Even if they do, it is very unlikely they were built with provable nonrepudiation requirements. From personal experience designing the security of a PKI CA that passed gov security certifications, the audit subsystem is the most challenging part to do right. Could probably consult for the defense in tearing down the evidence :)

[inlined]

I'll accept that it's hard, but why do you think Google didn't do it right?

[deejaybog]

It would require a prohibitive amount of engineering resources to be done right, i.e. a chain of guarantees that from creation time to the moment they are inspected it can be proven that the logs cannot be tampered with by nonauthorized users. There are other requirements e.g. separation of roles that are expected on audit subsystems. I am positive it would not pass an adversary expert analysis.

[sangnoir]

Google's threat models include nation-state adversaries: I suspect the effort that seems "prohibitive" to you was seen as necessary after the infamous smiley on that PRISM slide. Security is an existential threat: if user's don't trust Google, they will fail.

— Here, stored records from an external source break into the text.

use std::sync::Arc;

use time::OffsetDateTime;
use uuid::Uuid;

use crate::error::AppError;
use crate::models::{EmailInfo, LinkPurpose, NewTemporaryLink, TemporaryLink};
use crate::repositories::{TemporaryLinkStore, UserStore};
use crate::services::mailer::{self, MailTransport};
use crate::services::renderer::{RenderContext, TemplateRenderer};

/// アカウント有効化リンクの発行依頼
#[derive(Debug, Clone)]
pub struct ActivationLinkInfo {
    pub recipient_address: String,
    pub user_name: String,
    pub id: Uuid,
    pub url: String,
}

/// パスワードリセットリンクの発行依頼
#[derive(Debug, Clone)]
pub struct ResetLinkInfo {
    pub recipient_address: String,
    pub url: String,
}

/// 描画内容の指定
#[derive(Debug, Clone)]
pub struct RenderSpec {
    pub purpose: LinkPurpose,
    pub user_name: Option<String>,
    pub url: String,
}

/// 送信メールの指定
#[derive(Debug, Clone)]
pub struct EmailSpec {
    /// 対象ユーザーのID
    pub subject_id: Uuid,
    /// 未指定時は管理用送信元アドレス
    pub from: Option<String>,
    pub to: String,
    pub cc: Option<String>,
    pub bcc: Option<String>,
    pub subject: String,
    /// HTML を表示できないクライアント向けの平文
    pub text: Option<String>,
}

/// 業務ルール上の発行失敗（エラーではない）
#[derive(Debug, Clone, PartialEq, Eq)]
pub enum Rejection {
    /// テンプレートの描画結果が空
    EmptyRender,
    /// 該当アカウントなし
    AccountNotFound,
    /// 有効化もログインもされていないアカウント
    AccountNotActivated,
    /// リンクを保存できなかった（ストアのエラーメッセージを保持）
    NotSaved(String),
}

impl Rejection {
    pub fn message(&self) -> String {
        match self {
            Self::EmptyRender => "No content was rendered.".to_string(),
            Self::AccountNotFound => "Invalid account.".to_string(),
            Self::AccountNotActivated => "You must activate your account first.".to_string(),
            Self::NotSaved(e) => format!("Could not save temporary link: {e}"),
        }
    }
}

/// 発行結果
#[derive(Debug)]
pub enum IssueOutcome {
    Issued(TemporaryLink),
    Rejected(Rejection),
}

impl IssueOutcome {
    /// 拒否を `AppError` に変換し、発行済みリンクを返す
    ///
    /// 保存失敗のメッセージにはストア内部の情報が含まれるため
    /// `AppError::LinkNotSaved` としてレスポンスでは伏せる
    pub fn into_result(self) -> Result<TemporaryLink, AppError> {
        match self {
            Self::Issued(link) => Ok(link),
            Self::Rejected(rejection @ Rejection::NotSaved(_)) => {
                Err(AppError::LinkNotSaved(rejection.message()))
            }
            Self::Rejected(rejection) => Err(AppError::Rejected(rejection.message())),
        }
    }
}

/// 一時リンク発行サービス
///
/// 描画 → 保存 → 送信の順に処理する。送信は保存成功後にのみ行い、
/// 完了を待たずに結果を返す。
#[derive(Clone)]
pub struct TemporaryLinkIssuer {
    renderer: Arc<dyn TemplateRenderer>,
    user_store: Arc<dyn UserStore>,
    link_store: Arc<dyn TemporaryLinkStore>,
    transport: Arc<dyn MailTransport>,
    admin_from_address: String,
    app_name: String,
}

impl TemporaryLinkIssuer {
    /// 新しい TemporaryLinkIssuer を作成
    pub fn new(
        renderer: Arc<dyn TemplateRenderer>,
        user_store: Arc<dyn UserStore>,
        link_store: Arc<dyn TemporaryLinkStore>,
        transport: Arc<dyn MailTransport>,
        admin_from_address: String,
        app_name: String,
    ) -> Self {
        Self {
            renderer,
            user_store,
            link_store,
            transport,
            admin_from_address,
            app_name,
        }
    }

    /// アカウント有効化リンクを発行（有効期限24時間）
    pub async fn issue_activation_link(
        &self,
        info: ActivationLinkInfo,
    ) -> Result<IssueOutcome, AppError> {
        tracing::info!(user_id = %info.id, "有効化リンク発行");

        let text = format!(
            "Activate your {} account by opening this link: {}",
            self.app_name, info.url
        );
        let render = RenderSpec {
            purpose: LinkPurpose::Activate,
            user_name: Some(info.user_name),
            url: info.url,
        };
        let email = EmailSpec {
            subject_id: info.id,
            from: None,
            to: info.recipient_address,
            cc: None,
            bcc: None,
            subject: format!("Activate your {} account", self.app_name),
            text: Some(text),
        };

        self.compose(render, email).await
    }

    /// 新規登録ユーザーに有効化リンクを発行
    ///
    /// 発行できなかった場合はユーザーを削除する。未有効化のまま残ると
    /// 再登録もリセットもできなくなるため
    pub async fn issue_activation_link_or_discard(
        &self,
        info: ActivationLinkInfo,
    ) -> Result<TemporaryLink, AppError> {
        let user_id = info.id;
        let result = match self.issue_activation_link(info).await {
            Ok(outcome) => outcome.into_result(),
            Err(e) => Err(e),
        };

        if result.is_err() {
            tracing::warn!(user_id = %user_id, "有効化リンク発行失敗のためユーザーを削除");
            if let Err(e) = self.user_store.delete_user(user_id).await {
                tracing::error!(error = ?e, user_id = %user_id, "ユーザーの削除に失敗");
            }
        }

        result
    }

    /// パスワードリセットリンクを発行（有効期限2時間）
    ///
    /// 未登録アカウント、または一度も有効化・ログインされていないアカウントの場合は
    /// 描画・保存・送信を一切行わずに拒否する
    pub async fn issue_reset_link(&self, info: ResetLinkInfo) -> Result<IssueOutcome, AppError> {
        let user = match self.user_store.find_by_email(&info.recipient_address).await? {
            Some(u) => u,
            None => {
                tracing::info!(email = %info.recipient_address, "リセットリンク発行: ユーザー不在");
                return Ok(IssueOutcome::Rejected(Rejection::AccountNotFound));
            }
        };

        if user.is_pending_activation() {
            tracing::info!(user_id = %user.id, "リセットリンク発行: 未有効化アカウント");
            return Ok(IssueOutcome::Rejected(Rejection::AccountNotActivated));
        }

        tracing::info!(user_id = %user.id, "リセットリンク発行");

        let text = format!(
            "Reset your {} password by opening this link: {}",
            self.app_name, info.url
        );
        let render = RenderSpec {
            purpose: LinkPurpose::Reset,
            user_name: Some(user.user_name),
            url: info.url,
        };
        let email = EmailSpec {
            subject_id: user.id,
            from: None,
            to: info.recipient_address,
            cc: None,
            bcc: None,
            subject: format!("Reset your {} password", self.app_name),
            text: Some(text),
        };

        self.compose(render, email).await
    }

    /// メールを描画し、一時リンクを保存して送信する
    ///
    /// # Returns
    /// - 描画エラー: `Err(AppError::Render)`
    /// - 描画結果が空: `Rejection::EmptyRender`（保存・送信なし）
    /// - 保存失敗: `Rejection::NotSaved`（送信なし）
    /// - 成功: 保存されたリンク（送信は切り離して実行）
    pub async fn compose(
        &self,
        render: RenderSpec,
        email: EmailSpec,
    ) -> Result<IssueOutcome, AppError> {
        let context = RenderContext {
            app_name: self.app_name.clone(),
            recipient_address: email.to.clone(),
            user_name: render.user_name,
            url: render.url.clone(),
            timespan_hours: render.purpose.timespan_hours(),
        };

        let html = match self
            .renderer
            .render(render.purpose.template_name(), &context)
            .await?
        {
            Some(html) => html,
            None => {
                tracing::warn!(
                    template = render.purpose.template_name(),
                    "テンプレートの描画結果が空"
                );
                return Ok(IssueOutcome::Rejected(Rejection::EmptyRender));
            }
        };

        let new_link = NewTemporaryLink {
            id: email.subject_id,
            url: render.url,
            purpose: render.purpose,
            expiration_time: OffsetDateTime::now_utc() + render.purpose.timespan(),
            email_info: EmailInfo {
                from: email
                    .from
                    .unwrap_or_else(|| self.admin_from_address.clone()),
                to: email.to,
                cc: email.cc,
                bcc: email.bcc,
                subject: email.subject,
                html,
                text: email.text,
            },
        };

        let link = match self.link_store.create(&new_link).await {
            Ok(link) => link,
            Err(e) => {
                tracing::error!(error = ?e, user_id = %new_link.id, "一時リンクの保存に失敗");
                return Ok(IssueOutcome::Rejected(Rejection::NotSaved(e.to_string())));
            }
        };

        mailer::dispatch(self.transport.clone(), link.email_info.0.clone());

        tracing::info!(
            user_id = %link.id,
            purpose = link.purpose.as_str(),
            expiration_time = %link.expiration_time,
            "一時リンク発行完了"
        );

        Ok(IssueOutcome::Issued(link))
    }

    /// リンクを一度だけ消費する
    ///
    /// # Security
    /// - トークンはログに出力しない
    /// - 用途が異なるリンクは存在しないものとして扱う
    pub async fn consume(&self, url: &str, purpose: LinkPurpose) -> Result<TemporaryLink, AppError> {
        let link = self
            .link_store
            .consume(url, purpose)
            .await?
            .ok_or(AppError::TokenNotFound)?;

        if link.is_expired_at(OffsetDateTime::now_utc()) {
            tracing::warn!(user_id = %link.id, "期限切れリンク");
            return Err(AppError::TokenExpired);
        }

        tracing::info!(user_id = %link.id, purpose = purpose.as_str(), "リンク消費");

        Ok(link)
    }

    /// 期限切れリンクを削除
    pub async fn sweep_expired(&self) -> Result<u64, AppError> {
        let deleted = self.link_store.delete_expired().await?;
        if deleted > 0 {
            tracing::info!(deleted, "期限切れリンクを削除");
        }
        Ok(deleted)
    }
}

Google also has an internal PKI CA - I think they meet and exceed that security baseline for rigor.

[deejaybog]

Yes, for purposes of issuing certificates I'm sure they are OK wrt auditing (I was just establishing my "credentials" with the CA comment).

The threat models targeting anti-Google malicious actions obviously worked since they have traces of the Otto guy's activities. What I am asserting is that these forensics logs they use as evidence can be attacked in court as not being sufficiently protected from tampering by an internal Google party interested in fabricating evidence.